[Records from a dataset]
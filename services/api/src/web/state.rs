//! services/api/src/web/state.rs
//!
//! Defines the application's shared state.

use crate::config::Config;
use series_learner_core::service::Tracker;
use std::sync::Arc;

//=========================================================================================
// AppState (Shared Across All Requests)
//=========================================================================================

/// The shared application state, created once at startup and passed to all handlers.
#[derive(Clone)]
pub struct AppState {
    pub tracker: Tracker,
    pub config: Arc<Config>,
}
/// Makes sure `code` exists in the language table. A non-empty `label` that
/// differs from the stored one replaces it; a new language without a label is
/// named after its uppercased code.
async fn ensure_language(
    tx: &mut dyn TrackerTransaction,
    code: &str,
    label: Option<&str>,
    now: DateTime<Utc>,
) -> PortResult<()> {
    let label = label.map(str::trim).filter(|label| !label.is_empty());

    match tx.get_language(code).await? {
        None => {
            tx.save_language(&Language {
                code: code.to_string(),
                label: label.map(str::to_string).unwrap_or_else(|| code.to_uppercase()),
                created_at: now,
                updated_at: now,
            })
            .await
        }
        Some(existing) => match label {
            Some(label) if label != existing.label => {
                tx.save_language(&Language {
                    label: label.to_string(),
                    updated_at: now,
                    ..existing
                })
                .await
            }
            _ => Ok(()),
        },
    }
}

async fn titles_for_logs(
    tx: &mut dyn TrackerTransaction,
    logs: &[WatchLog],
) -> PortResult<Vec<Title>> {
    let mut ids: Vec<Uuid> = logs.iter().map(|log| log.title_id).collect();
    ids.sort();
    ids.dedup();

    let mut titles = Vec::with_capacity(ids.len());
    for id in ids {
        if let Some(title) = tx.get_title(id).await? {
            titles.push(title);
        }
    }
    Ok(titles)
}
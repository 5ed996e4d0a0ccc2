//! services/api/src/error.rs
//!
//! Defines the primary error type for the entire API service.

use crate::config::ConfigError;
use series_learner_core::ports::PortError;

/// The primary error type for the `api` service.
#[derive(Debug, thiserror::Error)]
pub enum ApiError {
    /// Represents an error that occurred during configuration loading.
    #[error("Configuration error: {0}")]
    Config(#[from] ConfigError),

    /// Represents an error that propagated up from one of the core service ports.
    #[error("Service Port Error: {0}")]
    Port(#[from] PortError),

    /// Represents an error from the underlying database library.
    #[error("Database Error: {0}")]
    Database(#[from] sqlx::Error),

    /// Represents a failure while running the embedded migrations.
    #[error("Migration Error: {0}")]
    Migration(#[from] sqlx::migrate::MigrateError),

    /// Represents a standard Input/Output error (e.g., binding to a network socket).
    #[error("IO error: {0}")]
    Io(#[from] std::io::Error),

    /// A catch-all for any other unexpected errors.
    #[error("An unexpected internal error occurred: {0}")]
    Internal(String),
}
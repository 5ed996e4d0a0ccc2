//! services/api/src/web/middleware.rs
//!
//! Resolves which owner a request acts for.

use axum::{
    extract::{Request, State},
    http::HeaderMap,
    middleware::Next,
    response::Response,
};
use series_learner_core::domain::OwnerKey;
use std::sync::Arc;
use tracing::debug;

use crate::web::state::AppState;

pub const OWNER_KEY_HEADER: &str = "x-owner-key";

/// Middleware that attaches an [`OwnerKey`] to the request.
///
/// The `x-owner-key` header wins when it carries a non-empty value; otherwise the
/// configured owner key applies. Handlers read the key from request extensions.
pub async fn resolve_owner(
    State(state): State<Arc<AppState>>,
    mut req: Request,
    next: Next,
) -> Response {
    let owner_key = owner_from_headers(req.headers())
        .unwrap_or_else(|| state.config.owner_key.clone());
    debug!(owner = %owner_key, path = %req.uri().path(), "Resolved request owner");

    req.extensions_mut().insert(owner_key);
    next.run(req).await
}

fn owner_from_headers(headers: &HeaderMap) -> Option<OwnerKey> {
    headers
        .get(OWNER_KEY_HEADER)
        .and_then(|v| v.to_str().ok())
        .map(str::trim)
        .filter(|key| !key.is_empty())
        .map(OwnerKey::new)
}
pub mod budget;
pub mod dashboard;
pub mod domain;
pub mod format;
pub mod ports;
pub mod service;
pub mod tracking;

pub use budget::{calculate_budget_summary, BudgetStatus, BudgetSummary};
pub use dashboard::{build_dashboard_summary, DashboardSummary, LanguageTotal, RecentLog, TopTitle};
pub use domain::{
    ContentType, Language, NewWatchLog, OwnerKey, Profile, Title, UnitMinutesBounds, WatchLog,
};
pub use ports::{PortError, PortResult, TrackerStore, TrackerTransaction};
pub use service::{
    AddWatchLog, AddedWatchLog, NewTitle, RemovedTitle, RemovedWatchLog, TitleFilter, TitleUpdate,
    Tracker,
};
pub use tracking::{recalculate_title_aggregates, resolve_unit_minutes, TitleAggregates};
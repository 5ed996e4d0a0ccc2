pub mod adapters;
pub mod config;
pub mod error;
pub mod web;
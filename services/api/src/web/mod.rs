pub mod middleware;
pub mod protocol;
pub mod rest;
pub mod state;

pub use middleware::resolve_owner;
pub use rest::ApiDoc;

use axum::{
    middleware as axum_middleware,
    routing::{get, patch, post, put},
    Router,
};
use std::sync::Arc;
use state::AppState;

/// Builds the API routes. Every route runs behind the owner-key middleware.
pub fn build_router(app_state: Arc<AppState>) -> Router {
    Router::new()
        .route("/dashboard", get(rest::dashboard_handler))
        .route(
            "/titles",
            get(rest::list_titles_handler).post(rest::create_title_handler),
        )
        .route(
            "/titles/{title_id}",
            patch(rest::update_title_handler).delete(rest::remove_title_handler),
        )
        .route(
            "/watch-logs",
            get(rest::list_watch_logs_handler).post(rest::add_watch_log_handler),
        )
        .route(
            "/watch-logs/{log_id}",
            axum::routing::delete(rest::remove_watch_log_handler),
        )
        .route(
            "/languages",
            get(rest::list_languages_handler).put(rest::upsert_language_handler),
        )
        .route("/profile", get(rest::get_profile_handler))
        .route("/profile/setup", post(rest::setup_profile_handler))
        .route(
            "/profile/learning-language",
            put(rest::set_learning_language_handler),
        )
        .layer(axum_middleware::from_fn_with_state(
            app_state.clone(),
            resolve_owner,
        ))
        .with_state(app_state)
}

### WHAT THE TASK REQUIRES
Copy whichever lines of the records above contain the word "unexpected".

### REPLY
    /// A catch-all for any other unexpected errors.
    #[error("An unexpected internal error occurred: {0}")]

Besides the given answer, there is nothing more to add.